* **PROBLEM DETAILS**
The records below are to be retyped in full, without any alteration.

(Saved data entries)
..............................
use async_trait::async_trait;
use reqwest::header::ACCEPT;
use serde_json::Value;
use std::time::Duration;

use crate::error::OfflineError;
use crate::record::PendingRecord;

pub const PIZZAS_PATH: &str = "/api/pizzas";
pub const HEALTH_PATH: &str = "/healthz";

/// The pizza creation endpoint. Implementations only fail with
/// `TransportFailure`; a body carrying `message` is returned as-is and judged
/// by [`classify`].
#[async_trait]
pub trait RemoteApi: Send + Sync {
    async fn create(&self, body: &Value) -> Result<Value, OfflineError>;
}

/// Posts the records as one JSON array, in the order given.
pub async fn submit_batch(
    remote: &dyn RemoteApi,
    records: &[PendingRecord],
) -> Result<Value, OfflineError> {
    let body = Value::Array(records.iter().map(|record| record.as_json().clone()).collect());
    classify(remote.create(&body).await?)
}

pub async fn submit_one(
    remote: &dyn RemoteApi,
    record: &PendingRecord,
) -> Result<Value, OfflineError> {
    classify(remote.create(record.as_json()).await?)
}

/// A response is an error exactly when it is an object with a `message`
/// field; the HTTP status is not consulted.
pub fn classify(response: Value) -> Result<Value, OfflineError> {
    match response.get("message") {
        Some(Value::String(message)) => Err(OfflineError::RemoteRejected(message.clone())),
        Some(other) => Err(OfflineError::RemoteRejected(other.to_string())),
        None => Ok(response),
    }
}

pub struct HttpRemoteApi {
    client: reqwest::Client,
    endpoint: String,
}

impl HttpRemoteApi {
    pub fn new(base_url: &str, timeout: Duration) -> Result<Self, OfflineError> {
        let client = reqwest::Client::builder().timeout(timeout).build()?;
        Ok(Self::with_client(client, base_url))
    }

    pub fn with_client(client: reqwest::Client, base_url: &str) -> Self {
        Self {
            client,
            endpoint: format!("{}{PIZZAS_PATH}", base_url.trim_end_matches('/')),
        }
    }

    pub fn endpoint(&self) -> &str {
        &self.endpoint
    }
}

#[async_trait]
impl RemoteApi for HttpRemoteApi {
    async fn create(&self, body: &Value) -> Result<Value, OfflineError> {
        let response = self
            .client
            .post(&self.endpoint)
            .header(ACCEPT, "application/json, text/plain, */*")
            .json(body)
            .send()
            .await?;

        let status = response.status();
        let payload = response.json::<Value>().await.map_err(|err| {
            OfflineError::TransportFailure(format!("unreadable response ({status}): {err}"))
        })?;
        tracing::debug!(endpoint = %self.endpoint, %status, "remote create answered");
        Ok(payload)
    }
}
..............................
* **EXERCISE RESULT**
use async_trait::async_trait;
use reqwest::header::ACCEPT;
use serde_json::Value;
use std::time::Duration;

use crate::error::OfflineError;
use crate::record::PendingRecord;

pub const PIZZAS_PATH: &str = "/api/pizzas";
pub const HEALTH_PATH: &str = "/healthz";

/// The pizza creation endpoint. Implementations only fail with
/// `TransportFailure`; a body carrying `message` is returned as-is and judged
/// by [`classify`].
#[async_trait]
pub trait RemoteApi: Send + Sync {
    async fn create(&self, body: &Value) -> Result<Value, OfflineError>;
}

/// Posts the records as one JSON array, in the order given.
pub async fn submit_batch(
    remote: &dyn RemoteApi,
    records: &[PendingRecord],
) -> Result<Value, OfflineError> {
    let body = Value::Array(records.iter().map(|record| record.as_json().clone()).collect());
    classify(remote.create(&body).await?)
}

pub async fn submit_one(
    remote: &dyn RemoteApi,
    record: &PendingRecord,
) -> Result<Value, OfflineError> {
    classify(remote.create(record.as_json()).await?)
}

/// A response is an error exactly when it is an object with a `message`
/// field; the HTTP status is not consulted.
pub fn classify(response: Value) -> Result<Value, OfflineError> {
    match response.get("message") {
        Some(Value::String(message)) => Err(OfflineError::RemoteRejected(message.clone())),
        Some(other) => Err(OfflineError::RemoteRejected(other.to_string())),
        None => Ok(response),
    }
}

pub struct HttpRemoteApi {
    client: reqwest::Client,
    endpoint: String,
}

impl HttpRemoteApi {
    pub fn new(base_url: &str, timeout: Duration) -> Result<Self, OfflineError> {
        let client = reqwest::Client::builder().timeout(timeout).build()?;
        Ok(Self::with_client(client, base_url))
    }

    pub fn with_client(client: reqwest::Client, base_url: &str) -> Self {
        Self {
            client,
            endpoint: format!("{}{PIZZAS_PATH}", base_url.trim_end_matches('/')),
        }
    }

    pub fn endpoint(&self) -> &str {
        &self.endpoint
    }
}

#[async_trait]
impl RemoteApi for HttpRemoteApi {
    async fn create(&self, body: &Value) -> Result<Value, OfflineError> {
        let response = self
            .client
            .post(&self.endpoint)
            .header(ACCEPT, "application/json, text/plain, */*")
            .json(body)
            .send()
            .await?;

        let status = response.status();
        let payload = response.json::<Value>().await.map_err(|err| {
            OfflineError::TransportFailure(format!("unreadable response ({status}): {err}"))
        })?;
        tracing::debug!(endpoint = %self.endpoint, %status, "remote create answered");
        Ok(payload)
    }
}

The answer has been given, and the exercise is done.